At Ramstein, the mission of the 617th Air and Space Operations Center (AOC) was folded into the 603rd Air and Space Operations Center on Oct. 1. With the merger, the 603rd will oversee all U.S. air operations in Europe and Africa.
Plans to merge air operations centers at Tyndall Air Force Base, Fla., which supports NORAD and U.S. Northern Command, and Davis-Monthan Air Force Base, Ariz., which supports U.S. Southern Command, meanwhile, were abruptly halted in late August.
U.S. Sen. Bill Nelson, D-Fla., said he called everyone he knew to stress the importance of keeping the 601st Air and Space Operations Center at Tyndall intact, according to a report in Panama City’s News Herald.
“I even called on my friend, the vice president,” the newspaper quoted Nelson as saying.
An Aug. 30 press release on the website of U.S. Rep. Gabrielle Giffords, D-Ariz. said she and her staff were “gratified” that the Air Force had dropped the consolidation plans, after they had lobbied the Pentagon, noting that Davis-Monthan stood to lose 255 jobs if the center were shifted to Tyndall.

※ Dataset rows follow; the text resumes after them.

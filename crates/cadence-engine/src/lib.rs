//! Cadence engine crate.
//!
//! Paces a window's redraws against the display's refresh cadence, using compositor
//! presentation feedback when available and frame-ready acknowledgements otherwise.

pub mod error;
pub mod host;
pub mod logging;
pub mod output;
pub mod pacing;
pub mod protocol;
pub mod runtime;
pub mod sim;
pub mod time;

pub use error::{PacingError, PacingResult};
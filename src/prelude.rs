//! Re-imports for convenience
#[doc(no_inline)]
pub use crate::data::{AffineTransform, Observation, TransformKind};
#[doc(no_inline)]
pub use crate::dist::*;
#[doc(no_inline)]
pub use crate::error::{Error, Result};
#[doc(no_inline)]
pub use crate::mixture::jobs::{
    run_jobs, Job, MeanfieldSchedule, Schedule, StochasticSchedule,
};
#[doc(no_inline)]
pub use crate::mixture::{
    Component, Expert, Mixture, MixtureOfDiagonalGaussians,
    MixtureOfDiagonalLinearGaussians, MixtureOfGaussians,
    MixtureOfLinearGaussians, PredictionKind, PredictiveMoments, TiedMixture,
};
#[doc(no_inline)]
pub use crate::model::Bayesian;
#[doc(no_inline)]
pub use crate::traits::*;
/// Matrix-normal-Wishart, the conjugate prior of
/// [`LinearGaussianWithPrecision`]:
///
/// Λ ~ W(ψ, ν),  A | Λ ~ MN(M, Λ⁻¹, K⁻¹)
///
/// where A is the `drow × dcol` coefficient matrix and K the column
/// precision. With `affine` set, the last column of A is the bias.
///
/// # Example
///
/// ```
/// use nalgebra::{DMatrix, DVector};
/// use dpmoe::prelude::*;
///
/// let mnw = MatrixNormalWishart::new(
///     DMatrix::zeros(1, 2),
///     DMatrix::identity(2, 2) * 0.01,
///     DMatrix::identity(1, 1),
///     3.0,
///     true,
/// ).unwrap();
///
/// // y = 2x − 1
/// let data: Vec<Observation> = (0..20)
///     .map(|i| {
///         let x = i as f64 / 10.0;
///         Observation::new(DVector::from_element(1, 2.0 * x - 1.0), DVector::from_element(1, x))
///     })
///     .collect();
///
/// let post = mnw.posterior(&mnw.suffstat(data.iter().map(|o| (o, 1.0)))).unwrap();
/// assert!((post.m()[(0, 0)] - 2.0).abs() < 1e-2);
/// assert!((post.m()[(0, 1)] + 1.0).abs() < 1e-2);
/// ```
#[derive(Debug, Clone)]
#[cfg_attr(feature = "serde1", derive(Serialize, Deserialize))]
#[cfg_attr(
    feature = "serde1",
    serde(try_from = "MatrixNormalWishartParameters")
)]
#[cfg_attr(feature = "serde1", serde(into = "MatrixNormalWishartParameters"))]
pub struct MatrixNormalWishart {
    m: DMatrix<f64>,
    k: DMatrix<f64>,
    k_chol: Cholesky<f64, Dyn>,
    wishart: Wishart,
    affine: bool,
}

impl PartialEq for MatrixNormalWishart {
    fn eq(&self, other: &MatrixNormalWishart) -> bool {
        self.m == other.m
            && self.k == other.k
            && self.wishart == other.wishart
            && self.affine == other.affine
    }
}

#[derive(Debug, Clone, PartialEq)]
#[cfg_attr(feature = "serde1", derive(Serialize, Deserialize))]
#[cfg_attr(feature = "serde1", serde(rename_all = "snake_case"))]
pub struct MatrixNormalWishartParameters {
    pub m: DMatrix<f64>,
    pub k: DMatrix<f64>,
    pub psi: DMatrix<f64>,
    pub nu: f64,
    pub affine: bool,
}

#[derive(Debug, Clone, PartialEq)]
#[cfg_attr(feature = "serde1", derive(Serialize, Deserialize))]
#[cfg_attr(feature = "serde1", serde(rename_all = "snake_case"))]
pub enum MatrixNormalWishartError {
    /// The mean matrix has a non-finite entry
    MNotFinite,
    /// M, K and ψ have incompatible shapes
    DimensionMismatch {
        m_shape: (usize, usize),
        n_k: usize,
        n_psi: usize,
    },
    /// An affine model without a bias column
    NoBiasColumn,
    /// The column precision K is not positive definite
    KNotPositiveDefinite,
    /// The Wishart factor is invalid
    Wishart(WishartError),
}
use crate::consts::{LN_2, LN_PI};
use rand::distributions::Open01;
use rand::Rng;
use special::Gamma;
use std::fmt::Debug;

/// Convert a Vector to a printable string
///
/// # Example
///
/// ```rust
/// # use dpmoe::misc::vec_to_string;
/// let xs: Vec<u8> = vec![0, 1, 2, 3, 4, 5];
///
/// assert_eq!(vec_to_string(&xs, 6).as_str(), "[0, 1, 2, 3, 4, 5]");
/// assert_eq!(vec_to_string(&xs, 5).as_str(), "[0, 1, 2, 3, ... , 5]");
///
/// ```
pub fn vec_to_string<T: Debug>(xs: &[T], max_entries: usize) -> String {
    let mut out = String::new();
    out += "[";
    let n = xs.len();
    xs.iter().enumerate().for_each(|(i, x)| {
        let to_push = if i < max_entries - 1 {
            format!("{:?}, ", x)
        } else if i == (max_entries - 1) && n > max_entries {
            String::from("... , ")
        } else if i == n - 1 {
            format!("{:?}]", x)
        } else {
            String::new()
        };

        out.push_str(to_push.as_str());
    });

    out
}

/// Safely compute `log(sum(exp(xs))`
///
/// Returns `-∞` when every entry is `-∞`.
pub fn logsumexp(xs: &[f64]) -> f64 {
    if xs.is_empty() {
        panic!("Empty container");
    } else if xs.len() == 1 {
        xs[0]
    } else {
        let maxval = xs.iter().fold(f64::NEG_INFINITY, |acc, &x| acc.max(x));
        if maxval == f64::NEG_INFINITY {
            return maxval;
        }

        xs.iter().fold(0.0, |acc, x| acc + (x - maxval).exp()).ln() + maxval
    }
}

#[inline]
fn catflip(cws: &[f64], r: f64) -> Option<usize> {
    if cws.len() > 9 {
        let ix = cws.partition_point(|&w| w < r);
        if ix < cws.len() {
            Some(ix)
        } else {
            None
        }
    } else {
        cws.iter().position(|&w| w > r)
    }
}

/// Draw an index according to log-domain weights
///
/// Draw a `usize` from the categorical distribution defined by `ln_weights`.
/// If `normed` is `true` then exp(`ln_weights`) is assumed to sum to 1.
///
/// # Examples
///
/// ```rust
/// use dpmoe::misc::ln_pflip;
///
/// let weights: Vec<f64> = vec![0.4, 0.2, 0.3, 0.1];
/// let ln_weights: Vec<f64> = weights.iter().map(|&w| w.ln()).collect();
///
/// let xs = ln_pflip(&ln_weights, 100, true, &mut rand::thread_rng());
///
/// assert_eq!(xs.len(), 100);
/// assert!(xs.iter().all(|&x| x <= 3));
/// ```
pub fn ln_pflip<R: Rng>(
    ln_weights: &[f64],
    n: usize,
    normed: bool,
    rng: &mut R,
) -> Vec<usize> {
    let z = if normed { 0.0 } else { logsumexp(ln_weights) };

    let mut cws: Vec<f64> = ln_weights.iter().map(|w| (w - z).exp()).collect();

    for i in 1..cws.len() {
        cws[i] += cws[i - 1];
    }

    (0..n)
        .map(|_| {
            // the last bin absorbs round-off in the cumulative sum
            let r: f64 = rng.sample(Open01);
            catflip(&cws, r).unwrap_or(cws.len() - 1)
        })
        .collect()
}

/// Index of the first largest element in `xs`. `None` if `xs` is empty.
///
/// # Examples
///
/// ```rust
/// use dpmoe::misc::argmax;
///
/// assert_eq!(argmax(&[1.0, 3.0, 2.0, 3.0]), Some(1));
/// assert_eq!(argmax(&[]), None);
/// ```
pub fn argmax(xs: &[f64]) -> Option<usize> {
    xs.iter()
        .enumerate()
        .fold(None, |best: Option<(usize, f64)>, (ix, &x)| match best {
            Some((_, b)) if b >= x => best,
            _ => Some((ix, x)),
        })
        .map(|(ix, _)| ix)
}

/// Natural logarithm of the multivariate gamma function, *ln Γ<sub>p</sub>(a)*.
///
/// # Arguments
///
/// * `p` - Positive integer degrees of freedom
/// * `a` - The number for which to compute the multivariate gamma
pub fn lnmv_gamma(p: usize, a: f64) -> f64 {
    let pf = p as f64;
    let a0 = pf * (pf - 1.0) / 4.0 * LN_PI;
    (1..=p).fold(a0, |acc, j| acc + (a + (1.0 - j as f64) / 2.0).ln_gamma().0)
}

/// Multivariate digamma, *ψ<sub>p</sub>(a) = Σ<sub>i<p</sub> ψ(a - i/2)*
pub fn mv_digamma(p: usize, a: f64) -> f64 {
    (0..p).map(|i| (a - i as f64 / 2.0).digamma()).sum()
}

/// E[ln|Λ|] for Λ ~ W(ψ, ν) given ln|ψ|
#[inline]
pub fn wishart_expected_ln_det(ndims: usize, nu: f64, ln_det_psi: f64) -> f64 {
    mv_digamma(ndims, nu / 2.0) + ndims as f64 * LN_2 + ln_det_psi
}

#[cfg(test)]
mod tests {
    use super::*;

    const TOL: f64 = 1E-12;

    #[test]
    fn logsumexp_on_vector_of_zeros() {
        let xs: Vec<f64> = vec![0.0; 5];
        // should be about log(5)
        assert::close(logsumexp(&xs), 1.6094379124341003, TOL);
    }

    #[test]
    fn logsumexp_on_random_values() {
        let xs: Vec<f64> = vec![
            0.30415386,
            -0.07072296,
            -1.04287019,
            0.27855407,
            -0.81896765,
        ];
        assert::close(logsumexp(&xs), 1.4820007894263059, TOL);
    }

    #[test]
    fn logsumexp_of_all_neg_infinity_is_neg_infinity() {
        let xs = vec![f64::NEG_INFINITY; 3];
        assert_eq!(logsumexp(&xs), f64::NEG_INFINITY);
    }

    #[test]
    #[should_panic]
    fn logsumexp_should_panic_on_empty() {
        let xs: Vec<f64> = Vec::new();
        logsumexp(&xs);
    }

    #[test]
    fn lnmv_gamma_values() {
        assert::close(lnmv_gamma(1, 1.0), 0.0, TOL);
        assert::close(lnmv_gamma(1, 12.0), 17.502307845873887, TOL);
        assert::close(lnmv_gamma(3, 12.0), 50.615815724290741, TOL);
        assert::close(lnmv_gamma(3, 8.23), 25.709195968438628, TOL);
    }

    #[test]
    fn mv_digamma_is_derivative_of_lnmv_gamma() {
        let h = 1e-6;
        for &(p, a) in &[(1, 2.5), (2, 3.0), (4, 7.1)] {
            let fd = (lnmv_gamma(p, a + h) - lnmv_gamma(p, a - h)) / (2.0 * h);
            assert::close(mv_digamma(p, a), fd, 1e-6);
        }
    }

    #[test]
    fn ln_pflip_never_draws_zero_weight() {
        let mut rng = rand::thread_rng();
        let ln_weights = vec![0.0, f64::NEG_INFINITY, 0.0];
        let xs = ln_pflip(&ln_weights, 1000, false, &mut rng);
        assert!(xs.iter().all(|&x| x != 1));
    }

    #[test]
    fn ln_pflip_long_weights_uses_every_bin() {
        let mut rng = rand::thread_rng();
        let ln_weights = vec![-(12.0_f64).ln(); 12];
        let xs = ln_pflip(&ln_weights, 5000, true, &mut rng);
        assert!((0..12).all(|k| xs.contains(&k)));
    }

    #[test]
    fn argmax_returns_first_max() {
        assert_eq!(argmax(&[0.0, 2.0, 2.0, -1.0]), Some(1));
        assert_eq!(argmax(&[-3.0]), Some(0));
    }
}
//! Bayesian nonparametric mixtures of linear-Gaussian experts
//!
//! `dpmoe` fits infinite-capacity mixture-of-experts regression and density
//! models built from conjugate exponential families. Every family exposes
//! its natural-parameter algebra, so conjugate updates, mean-field updates
//! and natural-gradient steps are the same few vector-space operations on
//! the family's statistics tuple.
//!
//! The crate is organized bottom-up:
//!
//! - [`dist`]: conjugate priors (normal-Wishart, matrix-normal-Wishart,
//!   stick-breaking, ...), the likelihoods they are conjugate to and their
//!   Student-t posterior predictives;
//! - [`model`]: [`Bayesian`](model::Bayesian), a prior, a posterior and a
//!   current likelihood sample;
//! - [`mixture`]: gated mixtures fitted by Gibbs sampling, batch mean-field
//!   coordinate ascent or stochastic natural-gradient descent, and their
//!   predictions.
//!
//! # Example
//!
//! ```
//! use nalgebra::{DMatrix, DVector};
//! use dpmoe::prelude::*;
//! use rand::SeedableRng;
//! use rand_xoshiro::Xoshiro256Plus;
//!
//! let mut rng = Xoshiro256Plus::seed_from_u64(1337);
//!
//! // five piecewise-linear experts gated in input space
//! let gating = StickBreaking::dirichlet_process(5, 1.0).unwrap();
//! let experts = (0..5)
//!     .map(|_| {
//!         let basis = NormalWishart::new(
//!             DVector::zeros(1),
//!             0.01,
//!             DMatrix::identity(1, 1),
//!             3.0,
//!         ).unwrap();
//!         let model = MatrixNormalWishart::new(
//!             DMatrix::zeros(1, 2),
//!             DMatrix::identity(2, 2) * 0.01,
//!             DMatrix::identity(1, 1),
//!             3.0,
//!             true,
//!         ).unwrap();
//!         Component::new(basis, model, &mut rng)
//!     })
//!     .collect();
//! let mut dpglm: MixtureOfLinearGaussians<_> =
//!     Mixture::new(gating, experts, &mut rng).unwrap();
//!
//! let inputs: Vec<DVector<f64>> = (0..100)
//!     .map(|i| DVector::from_element(1, i as f64 / 50.0 - 1.0))
//!     .collect();
//! let targets: Vec<DVector<f64>> = inputs
//!     .iter()
//!     .map(|x| DVector::from_element(1, x[0].abs()))
//!     .collect();
//! dpglm.add_data(&targets, &inputs, false, None, None, &mut rng).unwrap();
//!
//! dpglm.resample(20, &mut rng).unwrap();
//! let elbos = dpglm.meanfield_coordinate_descent(1e-6, 50, false).unwrap();
//! assert!(!elbos.is_empty());
//!
//! let pred = dpglm
//!     .meanfield_prediction(&inputs, None, PredictionKind::Average)
//!     .unwrap();
//! assert_eq!(pred.mean.nrows(), 100);
//! ```
pub mod consts;
pub mod data;
pub mod dist;
pub mod error;
pub mod misc;
pub mod mixture;
pub mod model;
pub mod prelude;
pub(crate) mod stats;
pub mod traits;

#[cfg(test)]
mod test;

pub use error::{Error, Result};

#[macro_export]
macro_rules! impl_display {
    ($kind: ty) => {
        impl ::std::fmt::Display for $kind {
            fn fmt(&self, f: &mut ::std::fmt::Formatter) -> ::std::fmt::Result {
                write!(f, "{}", String::from(self))
            }
        }
    };
}

doc_comment::doctest!("../README.md", readme);
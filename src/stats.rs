//! Slot-wise arithmetic backing the [`Statistics`](crate::traits::Statistics)
//! tuples of every family
use nalgebra::{DMatrix, DVector};

/// One slot of a statistics tuple
pub(crate) trait StatField {
    fn dot(&self, other: &Self) -> f64;
    fn axpy(&mut self, a: f64, x: &Self);
    fn scale(&mut self, a: f64);
    fn zeros_like(&self) -> Self;
}

impl StatField for f64 {
    #[inline]
    fn dot(&self, other: &Self) -> f64 {
        self * other
    }

    #[inline]
    fn axpy(&mut self, a: f64, x: &Self) {
        *self += a * x;
    }

    #[inline]
    fn scale(&mut self, a: f64) {
        *self *= a;
    }

    #[inline]
    fn zeros_like(&self) -> Self {
        0.0
    }
}

impl StatField for DVector<f64> {
    #[inline]
    fn dot(&self, other: &Self) -> f64 {
        self.iter().zip(other.iter()).map(|(a, b)| a * b).sum()
    }

    #[inline]
    fn axpy(&mut self, a: f64, x: &Self) {
        self.iter_mut().zip(x.iter()).for_each(|(s, xi)| *s += a * xi);
    }

    #[inline]
    fn scale(&mut self, a: f64) {
        *self *= a;
    }

    #[inline]
    fn zeros_like(&self) -> Self {
        DVector::zeros(self.len())
    }
}

impl StatField for DMatrix<f64> {
    #[inline]
    fn dot(&self, other: &Self) -> f64 {
        self.iter().zip(other.iter()).map(|(a, b)| a * b).sum()
    }

    #[inline]
    fn axpy(&mut self, a: f64, x: &Self) {
        self.iter_mut().zip(x.iter()).for_each(|(s, xi)| *s += a * xi);
    }

    #[inline]
    fn scale(&mut self, a: f64) {
        *self *= a;
    }

    #[inline]
    fn zeros_like(&self) -> Self {
        DMatrix::zeros(self.nrows(), self.ncols())
    }
}

impl<T: StatField> StatField for Vec<T> {
    fn dot(&self, other: &Self) -> f64 {
        self.iter().zip(other.iter()).map(|(a, b)| a.dot(b)).sum()
    }

    fn axpy(&mut self, a: f64, x: &Self) {
        self.iter_mut().zip(x.iter()).for_each(|(s, xi)| s.axpy(a, xi));
    }

    fn scale(&mut self, a: f64) {
        self.iter_mut().for_each(|s| s.scale(a));
    }

    fn zeros_like(&self) -> Self {
        self.iter().map(StatField::zeros_like).collect()
    }
}

/// Implement `Statistics` for a struct whose fields are all `StatField`s
macro_rules! impl_statistics {
    ($kind: ident { $($field: ident),+ $(,)? }) => {
        impl $crate::traits::Statistics for $kind {
            fn dot(&self, other: &Self) -> f64 {
                0.0 $(+ $crate::stats::StatField::dot(&self.$field, &other.$field))+
            }

            fn axpy(&mut self, a: f64, x: &Self) {
                $($crate::stats::StatField::axpy(&mut self.$field, a, &x.$field);)+
            }

            fn scale(&mut self, a: f64) {
                $($crate::stats::StatField::scale(&mut self.$field, a);)+
            }

            fn zeros_like(&self) -> Self {
                $kind {
                    $($field: $crate::stats::StatField::zeros_like(&self.$field),)+
                }
            }
        }
    };
}

pub(crate) use impl_statistics;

The two-continent consolidation was part of an overall Air Force proposal to save $34 billion over five years by consolidating staff, headquarters and infrastructure as part of the Pentagon’s “efficiencies” initiative.
The service “found a more effective solution for the command and control of our AOCs in the continental U.S.,” said Maj. Chad Steffey, an Air Force spokesman at the Pentagon.
“The Air Force has every confidence that we will meet DOD’s targeted savings by reviewing the shared resources, manpower and mission overlap throughout all of our AOCs, rather than through a handful of consolidations,” Steffey said.
Those details will be in the service’s fiscal 2013 budget proposal, he said.
Air Force officials could not say how much the service expects to save by combining the two AOCs at Ramstein.
The Air Force now has 11 remaining air operations centers.
The 617th was formed in 2009 to help 17th Air Force carry out its missions in Africa. Seventeenth Air Force will be folded into U.S. Air Forces in Europe sometime next year.
Air Force officials at Ramstein said the U.S. military’s command and control of airspace in Europe and Africa won’t be affected by the restructuring. No capabilities or expertise will be lost, said Air Force Col. Peter Davey, the 603rd AOC commander, who oversees about 400 personnel in a new air operations center on Ramstein that opened earlier this month.
“We’ll deliver what I consider a better capability because of the strengths” of each organization, Davey said, pointing to the example of Operation Odyssey Dawn, when the two AOCs at Ramstein worked together to manage the air portion for the U.S. military campaign in Libya earlier this year.